His two-lawyer firm also includes former Brown Rudnick associate Julia Catania. In an interview with ALM, Weddle said while he greatly enjoyed his time at Brown Rudnick, he simply wanted to be his own boss. Weddle said he plans to use technology and other arrangements to tackle a range of large and small cases in his white-collar defense boutique.

Among his ongoing matters, Weddle is representing Jeffrey Wada, a former staffer at the Public Company Accounting Oversight Board who awaits sentencing after being convicted of sharing regulatory secrets with auditors at KPMG. Weddle has also represented Alfredo Hawit, a Honduran football official charged in the FIFA corruption scandal.

His cases have also included defending Paul Robson, accused of participating in a Libor-rigging conspiracy, as well as handling litigation in the U.S. related to a major Brazilian corruption investigation and cases related to the U.S. Securities and Exchange Commission's appointment of administrative law judges and its use of disgorgement.

While Weddle Law, as his new firm is called, may not be handling the Dieselgate-type defenses or investigations that require a dozen associates to jet across the country, Weddle said he is off to a busy start. Like many lawyers, he said, he has embraced the use of technology to help him keep costs low while enabling his firm to punch above its weight when cases get complex.

“I don't have a copy service. I don't have a giant file room,” he said. “I manage my documents on my iPad.”

Weddle said conflicts weren't really an issue at Brown Rudnick and not something that drove his decision to launch his own firm. That said, he noted that big law firms are sometimes wary of taking on individual clients because of the risk of a conflict.
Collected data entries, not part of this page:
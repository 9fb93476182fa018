// libs/appointment-cell/src/models.rs
use chrono::{DateTime, NaiveDate, NaiveTime, Utc};
use serde::{Deserialize, Serialize};
use std::fmt;
use uuid::Uuid;

// ==============================================================================
// CORE APPOINTMENT MODELS
// ==============================================================================

#[derive(Debug, Clone, Serialize, Deserialize)]
pub struct Appointment {
    pub id: Uuid,
    pub user_id: Uuid,
    pub dermatologist_id: Uuid,
    /// Scan the user was reviewing when they booked, when one exists.
    pub scan_id: Option<Uuid>,
    pub status: AppointmentStatus,
    pub scheduled_at: DateTime<Utc>,
    pub created_at: DateTime<Utc>,
}

#[derive(Debug, Clone, Copy, Serialize, Deserialize, PartialEq, Eq)]
#[serde(rename_all = "snake_case")]
pub enum AppointmentStatus {
    Pending,
    Confirmed,
    Completed,
    Cancelled,
}

impl fmt::Display for AppointmentStatus {
    fn fmt(&self, f: &mut fmt::Formatter<'_>) -> fmt::Result {
        match self {
            AppointmentStatus::Pending => write!(f, "pending"),
            AppointmentStatus::Confirmed => write!(f, "confirmed"),
            AppointmentStatus::Completed => write!(f, "completed"),
            AppointmentStatus::Cancelled => write!(f, "cancelled"),
        }
    }
}

// ==============================================================================
// REQUEST MODELS
// ==============================================================================

/// One booking submission. Date and time arrive as the two separately
/// collected form fields; `utc_offset_minutes` is the submitting user's
/// local offset (minutes east of UTC) captured at submission time, absent
/// meaning the pair is already UTC. The scan link is passed explicitly
/// rather than read from any ambient session state.
#[derive(Debug, Clone, Serialize, Deserialize)]
pub struct BookAppointmentRequest {
    pub dermatologist_id: Option<Uuid>,
    pub date: NaiveDate,
    pub time: NaiveTime,
    pub reason: String,
    pub scan_id: Option<Uuid>,
    pub utc_offset_minutes: Option<i32>,
}

// ==============================================================================
// CONFIRMATION EMAIL MODELS
// ==============================================================================

/// Everything the confirmation composer needs. Constructed right after the
/// appointment insert and consumed once by a detached send task; it is
/// never persisted, and its failure never touches the appointment.
#[derive(Debug, Clone)]
pub struct EmailJob {
    pub appointment_id: Uuid,
    pub user_id: Uuid,
    pub dermatologist_id: Uuid,
    pub scheduled_at: DateTime<Utc>,
    pub utc_offset_minutes: i32,
    pub reason: Option<String>,
}

/// Row shape of the `users` profile table, as the composer reads it.
#[derive(Debug, Clone, Serialize, Deserialize)]
pub struct RecipientProfile {
    pub id: Uuid,
    pub name: Option<String>,
    pub email: String,
}

// ==============================================================================
// ERROR TYPES
// ==============================================================================

#[derive(Debug, Clone, Serialize, Deserialize, thiserror::Error)]
pub enum BookingError {
    #[error("No dermatologist selected")]
    MissingDermatologist,

    #[error("Dermatologist not found")]
    DermatologistNotFound,

    #[error("Appointment not found")]
    NotFound,

    #[error("Appointment date cannot be in the past")]
    DateInPast,

    #[error("Validation error: {0}")]
    ValidationError(String),

    #[error("Database error: {0}")]
    DatabaseError(String),
}

#[derive(Debug, thiserror::Error)]
pub enum EmailError {
    #[error("Failed to fetch user information: {0}")]
    UserLookup(String),

    #[error("Failed to fetch dermatologist information: {0}")]
    DermatologistLookup(String),

    #[error("Email service not configured")]
    NotConfigured,

    #[error("Email delivery failed: {0}")]
    Send(String),
}
pub mod handlers;
pub mod router;

pub use router::*;
use std::env;
use tracing::warn;

#[derive(Debug, Clone)]
pub struct AppConfig {
    pub supabase_url: String,
    pub supabase_anon_key: String,
    pub supabase_jwt_secret: String,
    pub resend_api_key: String,
    pub resend_from_address: String,
    pub resend_base_url: String,
    pub inference_api_url: String,
}

impl AppConfig {
    pub fn from_env() -> Self {
        let config = Self {
            supabase_url: env::var("SUPABASE_URL")
                .unwrap_or_else(|_| {
                    warn!("SUPABASE_URL not set, using empty value");
                    String::new()
                }),
            supabase_anon_key: env::var("SUPABASE_ANON_PUBLIC_KEY")
                .unwrap_or_else(|_| {
                    warn!("SUPABASE_ANON_PUBLIC_KEY not set, using empty value");
                    String::new()
                }),
            supabase_jwt_secret: env::var("SUPABASE_JWT_SECRET")
                .unwrap_or_else(|_| {
                    warn!("SUPABASE_JWT_SECRET not set, using empty value");
                    String::new()
                }),
            resend_api_key: env::var("RESEND_API_KEY")
                .unwrap_or_else(|_| {
                    warn!("RESEND_API_KEY not set, confirmation emails disabled");
                    String::new()
                }),
            resend_from_address: env::var("RESEND_FROM_ADDRESS")
                .unwrap_or_else(|_| "AcneScan <onboarding@resend.dev>".to_string()),
            resend_base_url: env::var("RESEND_BASE_URL")
                .unwrap_or_else(|_| "https://api.resend.com".to_string()),
            inference_api_url: env::var("INFERENCE_API_URL")
                .unwrap_or_else(|_| {
                    warn!("INFERENCE_API_URL not set, using default");
                    "http://localhost:5001".to_string()
                }),
        };

        if !config.is_configured() {
            warn!("Application not fully configured - missing environment variables");
        }

        config
    }

    pub fn is_configured(&self) -> bool {
        !self.supabase_url.is_empty()
            && !self.supabase_anon_key.is_empty()
            && !self.supabase_jwt_secret.is_empty()
    }

    pub fn is_email_configured(&self) -> bool {
        !self.resend_api_key.is_empty()
    }
}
And at the prices big law firms charge, he said, going to trial can be unaffordable for some clients.

By starting one's own firm, Weddle said, “you have the freedom to continue to do the same types of white-collar work [as big law firms do] by scaling up or scaling down as appropriate.”
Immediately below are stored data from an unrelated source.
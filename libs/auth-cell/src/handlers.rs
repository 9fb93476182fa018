use std::sync::Arc;

use axum::{
    extract::State,
    http::HeaderMap,
    Json,
};
use serde_json::json;
use tracing::debug;

use shared_config::AppConfig;
use shared_models::auth::TokenResponse;
use shared_models::error::AppError;
use shared_utils::extractor::bearer_token;
use shared_utils::jwt::validate_token;

/// Validate the caller's Supabase JWT and echo the identity it carries.
pub async fn validate(
    State(config): State<Arc<AppConfig>>,
    headers: HeaderMap,
) -> Result<Json<TokenResponse>, AppError> {
    debug!("Validating token");

    let token = bearer_token(&headers)?;

    let user = validate_token(&token, &config.supabase_jwt_secret).map_err(AppError::Auth)?;

    Ok(Json(TokenResponse {
        valid: true,
        user_id: user.id,
        email: user.email,
        role: user.role,
    }))
}

/// Boolean token check that never fails the request itself.
pub async fn verify(
    State(config): State<Arc<AppConfig>>,
    headers: HeaderMap,
) -> Result<Json<serde_json::Value>, AppError> {
    debug!("Verifying token");

    let token = bearer_token(&headers)?;

    let valid = validate_token(&token, &config.supabase_jwt_secret).is_ok();

    Ok(Json(json!({ "valid": valid })))
}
As a prosecutor in the U.S. Attorney's Office for the Southern District of New York, Weddle worked in the Computer, Hacking and Intellectual Property section, the Major Crimes Unit, the Complex Frauds Unit and the Securities and Commodities Fraud Task Force. His high-profile cases in the prosecutor's office included Rajat Gupta's appeal of his insider-trading conviction and the United States v. KPMG and United States v. Stein tax-shelter cases.

From 2008 to 2010, he was the resident legal adviser—something of a diplomatic role, he said—to an international law enforcement “fusion center” in Romania, and after returning to New York, he became a deputy chief appellate attorney in the U.S. Attorney's Office.